But the term is not all bad.

Chuck Davis is a Harrisburg University of Science and Technology corporate faculty member who teaches ethical hacking, computer forensics and malware. He is also an adjunct professor teaching computer forensics at Penn State Harrisburg.

Yes, that's correct. Ethical hacking. It is a specialty, and one that's in demand even if it might go by a different name now, Davis said.

Hacker itself was originally a term for tinkerers who like to work with computer code and find out what is possible, he said. It was only later usurped in the popular definition by the actions of certain hackers, Davis said.

Davis recently spoke with the Business Journal about the value of contracted practitioners, as well as how the midstate could benefit from a hack-a-thon.

Q: Ethical hacking? I imagine a lot of people out there might not think of those two things in the same sentence.

A: Right. Typically when I mention the term "ethical hacking," people get a puzzled look on their face, and the first thing they ask is: Isn't that an oxymoron?

So what ethical hacking is: The term was actually created by IBM (where Davis once worked) in the early 2000s. A man named Charles Palmer at IBM ... put together this tiger team of people who were very knowledgeable about technology, the Internet, software, hardware, vulnerabilities, so on and so forth.

And he built this team that was used internally and then used externally, and (it was) sold as a service to customers who wanted a test conducted against their systems to see how "hacker-proof" they were. ...

So in comes the ethical hacker, who is paid to do any number of things, from running simple scanning tools to see if your IP addresses, your systems, are vulnerable to known issues, or sometimes ethical hackers will even go as far as social engineering if they are contracted to do so.

And what social engineering is, is trying to trick people into doing things. You've probably seen in movies where somebody shows up with the air conditioner repairman uniform, goes up to the reception desk and said the CEO called and said his office is getting hot … and the repairman is actually a bad guy trying to break into safes or computers or whatever.

So, that's what an ethical hacker does. Ethical hacking is really the methodology of penetration testing. And that's kind of the buzzword, kind of the industry term now. You don't typically in the business world go around looking for ethical hackers. They call them penetration testers now.

Where in the marketplace is there a demand for these penetration testers?

There's actually a couple of certifications out there.

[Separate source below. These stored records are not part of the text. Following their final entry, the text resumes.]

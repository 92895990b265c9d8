use std::collections::{BTreeSet, HashMap, HashSet};

use crate::db::models::{Category, DependencyEdge, Diagnostic};

use super::message::quoted_identifiers;

/// The cycle-broken likely-causes DAG over one set of diagnostics
#[derive(Debug, Clone, Default)]
pub struct DependencyGraph {
    /// All diagnostic ids, including isolated ones
    pub nodes: Vec<i64>,
    pub edges: Vec<DependencyEdge>,
    /// Severity rank per node (lower = more severe), for ordering ties
    pub(crate) severity_rank: HashMap<i64, i64>,
}

impl DependencyGraph {
    /// Ids with no inbound edge, the inferred root causes
    pub fn root_causes(&self) -> Vec<i64> {
        let targets: HashSet<i64> = self.edges.iter().map(|e| e.effect_id).collect();
        self.nodes
            .iter()
            .copied()
            .filter(|id| !targets.contains(id))
            .collect()
    }

    pub fn has_edge(&self, cause_id: i64, effect_id: i64) -> bool {
        self.edges
            .iter()
            .any(|e| e.cause_id == cause_id && e.effect_id == effect_id)
    }
}

/// Infer directed likely-causes edges between diagnostics and break any
/// cycles so the result is a DAG
pub fn build_graph(diagnostics: &[Diagnostic]) -> DependencyGraph {
    let mut edges: HashMap<(i64, i64), f64> = HashMap::new();

    for cause in diagnostics {
        let cause_idents = quoted_identifiers(&cause.message);
        for effect in diagnostics {
            if cause.id == effect.id {
                continue;
            }

            let mut confidence: f64 = 0.0;

            // Rule (i): a declarative diagnostic about symbol S likely
            // causes diagnostics whose message mentions S.
            if matches!(
                cause.category,
                Category::MissingDeclaration | Category::ImportError
            ) {
                let effect_idents = quoted_identifiers(&effect.message);
                for ident in &cause_idents {
                    if effect_idents.contains(ident) {
                        confidence = confidence.max(0.9);
                    } else if effect.message.contains(ident.as_str()) {
                        confidence = confidence.max(0.7);
                    }
                }
            }

            // Rule (ii): earlier root-cause category in the same file
            // likely causes later effect categories.
            if cause.file == effect.file
                && cause.line < effect.line
                && cause.category.is_root_cause()
                && effect.category.is_effect()
            {
                let gap = (effect.line - cause.line) as f64;
                let proximity = 1.0 / (1.0 + gap / 10.0);
                confidence = confidence.max(0.4 + 0.2 * proximity);
            }

            if confidence > 0.0 {
                let entry = edges.entry((cause.id, effect.id)).or_insert(0.0);
                *entry = entry.max(confidence);
            }
        }
    }

    let mut edge_list: Vec<DependencyEdge> = edges
        .into_iter()
        .map(|((cause_id, effect_id), confidence)| DependencyEdge {
            cause_id,
            effect_id,
            confidence,
        })
        .collect();
    edge_list.sort_by_key(|e| (e.cause_id, e.effect_id));

    let mut nodes: Vec<i64> = diagnostics.iter().map(|d| d.id).collect();
    nodes.sort_unstable();

    let severity_rank = diagnostics
        .iter()
        .map(|d| (d.id, d.severity.rank()))
        .collect();

    let mut graph = DependencyGraph {
        nodes,
        edges: edge_list,
        severity_rank,
    };
    break_cycles(&mut graph);
    graph
}

/// Remove the lowest-confidence edge of every cycle until none remain.
/// Confidence ties break by lexicographic (cause_id, effect_id) so graph
/// construction is reproducible.
fn break_cycles(graph: &mut DependencyGraph) {
    while let Some(cycle_edges) = find_cycle(graph) {
        let victim = cycle_edges.into_iter().min_by(|a, b| {
            a.2.partial_cmp(&b.2)
                .unwrap_or(std::cmp::Ordering::Equal)
                .then_with(|| (a.0, a.1).cmp(&(b.0, b.1)))
        });
        let Some(victim) = victim else { break };
        graph
            .edges
            .retain(|e| !(e.cause_id == victim.0 && e.effect_id == victim.1));
    }
}

/// DFS for one cycle; returns its edges as (cause, effect, confidence)
fn find_cycle(graph: &DependencyGraph) -> Option<Vec<(i64, i64, f64)>> {
    let mut adjacency: HashMap<i64, Vec<(i64, f64)>> = HashMap::new();
    for edge in &graph.edges {
        adjacency
            .entry(edge.cause_id)
            .or_default()
            .push((edge.effect_id, edge.confidence));
    }

    #[derive(Clone, Copy, PartialEq)]
    enum Color {
        White,
        Gray,
        Black,
    }

    let mut color: HashMap<i64, Color> = graph.nodes.iter().map(|&n| (n, Color::White)).collect();
    let mut stack: Vec<i64> = Vec::new();

    fn visit(
        node: i64,
        adjacency: &HashMap<i64, Vec<(i64, f64)>>,
        color: &mut HashMap<i64, Color>,
        stack: &mut Vec<i64>,
    ) -> Option<Vec<i64>> {
        color.insert(node, Color::Gray);
        stack.push(node);

        if let Some(neighbors) = adjacency.get(&node) {
            for &(next, _) in neighbors {
                match color.get(&next).copied().unwrap_or(Color::White) {
                    Color::Gray => {
                        // Back edge: the cycle is the stack suffix from
                        // `next` plus the closing edge.
                        let pos = stack.iter().position(|&n| n == next).unwrap_or(0);
                        let mut cycle = stack[pos..].to_vec();
                        cycle.push(next);
                        return Some(cycle);
                    }
                    Color::White => {
                        if let Some(cycle) = visit(next, adjacency, color, stack) {
                            return Some(cycle);
                        }
                    }
                    Color::Black => {}
                }
            }
        }

        stack.pop();
        color.insert(node, Color::Black);
        None
    }

    for &node in &graph.nodes {
        if color.get(&node).copied() == Some(Color::White) {
            if let Some(cycle_nodes) = visit(node, &adjacency, &mut color, &mut stack) {
                let mut cycle_edges = Vec::new();
                for pair in cycle_nodes.windows(2) {
                    let confidence = graph
                        .edges
                        .iter()
                        .find(|e| e.cause_id == pair[0] && e.effect_id == pair[1])
                        .map(|e| e.confidence)
                        .unwrap_or(0.0);
                    cycle_edges.push((pair[0], pair[1], confidence));
                }
                return Some(cycle_edges);
            }
            stack.clear();
        }
    }

    None
}

/// Root causes first, dependents after their causes; ties by severity
/// (critical first) then ascending id. Kahn's algorithm over the broken
/// graph; always a permutation of the node set.
pub fn topological_order(graph: &DependencyGraph) -> Vec<i64> {
    let mut in_degree: HashMap<i64, usize> = graph.nodes.iter().map(|&n| (n, 0)).collect();
    let mut adjacency: HashMap<i64, Vec<i64>> = HashMap::new();
    for edge in &graph.edges {
        *in_degree.entry(edge.effect_id).or_insert(0) += 1;
        adjacency.entry(edge.cause_id).or_default().push(edge.effect_id);
    }

    let rank = |id: i64| -> (i64, i64) {
        (
            graph.severity_rank.get(&id).copied().unwrap_or(i64::MAX),
            id,
        )
    };

    let mut ready: BTreeSet<(i64, i64)> = graph
        .nodes
        .iter()
        .filter(|&&n| in_degree.get(&n).copied().unwrap_or(0) == 0)
        .map(|&n| rank(n))
        .collect();

    let mut order = Vec::with_capacity(graph.nodes.len());
    while let Some(&key) = ready.iter().next() {
        ready.remove(&key);
        let node = key.1;
        order.push(node);

        if let Some(neighbors) = adjacency.get(&node) {
            for &next in neighbors {
                if let Some(degree) = in_degree.get_mut(&next) {
                    *degree -= 1;
                    if *degree == 0 {
                        ready.insert(rank(next));
                    }
                }
            }
        }
    }

    order
}
use std::collections::HashMap;
use std::path::{Component, Path, PathBuf};
use std::sync::{Arc, Mutex, MutexGuard};

/// Per-file advisory locks. Line-offset edits from one fix invalidate line
/// numbers of later diagnostics in the same file, so every
/// read-modify-write holds the file's lock for its full duration; fixes
/// against different files never contend.
#[derive(Default)]
pub struct PathLocks {
    inner: Mutex<HashMap<PathBuf, Arc<Mutex<()>>>>,
}

impl PathLocks {
    pub fn new() -> Self {
        Self::default()
    }

    /// Lock handle for a path; the same file always maps to the same mutex
    pub fn acquire(&self, path: &Path) -> Arc<Mutex<()>> {
        let key = normalize(path);
        let mut map = self.inner.lock().unwrap_or_else(|e| e.into_inner());
        map.entry(key).or_default().clone()
    }
}

/// Block until the file's lock is held
pub fn hold(lock: &Arc<Mutex<()>>) -> MutexGuard<'_, ()> {
    lock.lock().unwrap_or_else(|e| e.into_inner())
}

/// Lexical normalization so `a/./b` and `a/b` share a lock; canonicalize
/// when the file exists to also catch symlinked duplicates
fn normalize(path: &Path) -> PathBuf {
    if let Ok(canonical) = std::fs::canonicalize(path) {
        return canonical;
    }
    let mut out = PathBuf::new();
    for component in path.components() {
        match component {
            Component::CurDir => {}
            Component::ParentDir => {
                out.pop();
            }
            other => out.push(other.as_os_str()),
        }
    }
    out
}
use regex::Regex;
use std::sync::OnceLock;

fn quoted_re() -> &'static Regex {
    static RE: OnceLock<Regex> = OnceLock::new();
    RE.get_or_init(|| Regex::new(r#""([A-Za-z_][A-Za-z0-9_.]*)""#).unwrap())
}

fn number_re() -> &'static Regex {
    static RE: OnceLock<Regex> = OnceLock::new();
    RE.get_or_init(|| Regex::new(r"\b\d+\b").unwrap())
}

/// Identifiers the analyzer quoted in a message, in order of appearance
pub fn quoted_identifiers(message: &str) -> Vec<String> {
    quoted_re()
        .captures_iter(message)
        .map(|c| c[1].to_string())
        .collect()
}

/// Collapse a message to its structural shape: quoted identifiers become
/// `_`, integer literals become `N`. Two diagnostics with the same code and
/// skeleton are instances of the same pattern.
pub fn message_skeleton(message: &str) -> String {
    let no_idents = quoted_re().replace_all(message, "\"_\"");
    number_re().replace_all(&no_idents, "N").trim().to_string()
}

/// Stable content hash for deduplication across scans. Line numbers are
/// deliberately excluded so edits elsewhere in the file do not spawn
/// duplicate rows; the message keeps its identifiers so issues about
/// different names stay distinct.
pub fn content_hash(file: &str, code: &str, message: &str) -> String {
    let normalized = format!(
        "{file}\u{0}{code}\u{0}{}",
        message.split_whitespace().collect::<Vec<_>>().join(" ")
    );
    blake3::hash(normalized.as_bytes()).to_hex().to_string()
}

There's the certified ethical hacker, CEH, and there's an organization, the EC-Council, and full disclosure, I think I've been on their advisory board for close to 10 years, maybe eight years … so that is one example. I think there are one or two other ethical hacking certifications.

So just to speak to your question, the demand, obviously if there are certifications out there, and there's a benchmark for whether someone is qualified to be an ethical hacker, there definitely is a demand. Especially when you talk about the small and medium-sized business, the company that doesn't have the very large IT staff, and they don't have the very qualified, very skilled security personnel on staff and can do this type of work.

They'll set something up and then they'll go tell a vendor, "Hey, can you go run a 'pen test' for us?"

Interestingly, it's kind of one of those things where technology starts catching up with us, and so there are companies that create tools that kind of do pen testing in an automated fashion. So it can make an ethical hacker's job a little easier, or some might argue that it might put them out of a job … and a lot of companies buy these so they don't have to have ethical hackers working around the clock all the time, checking to see if there are new vulnerabilities.

So then what is a hack-a-thon?

To preface this next conversation, let's take a look at the terminology. Early on, 15, 20 years ago, 30 years ago even, a hacker was considered someone who was curious and was skilled at tinkering with things. So if you're the type of person who gets a toaster and you look at it and you want to take it apart to see how it works, that's kind of the hacker mentality.

So that's what a hacker was, and more so along the lines of creating software, so somebody who would sit down at their computer spending days on end writing code or making software and finding new and interesting ways to do things.

And then when some of this group of hackers wanted to do bad stuff, they became this subset of a hacker … and what we're left with is that when some people think of a hacker, when most people think of a hacker, they think of someone who is a miscreant out to do malice using a computer.

But we still have both definitions: one the good guy creating software, and the other, the bad guy, the miscreant trying to do some bad.

Now, the hack-a-thon is more an event around software development, programming, that sort of a thing. So it's not an event where you set up a Web server and maybe a database server and a bunch of stuff in a room and say, "Look, everybody try to hack into this and whoever is first gets a trophy." Those things do happen, but they usually happen at security conferences and they call them "capture the flag" or something.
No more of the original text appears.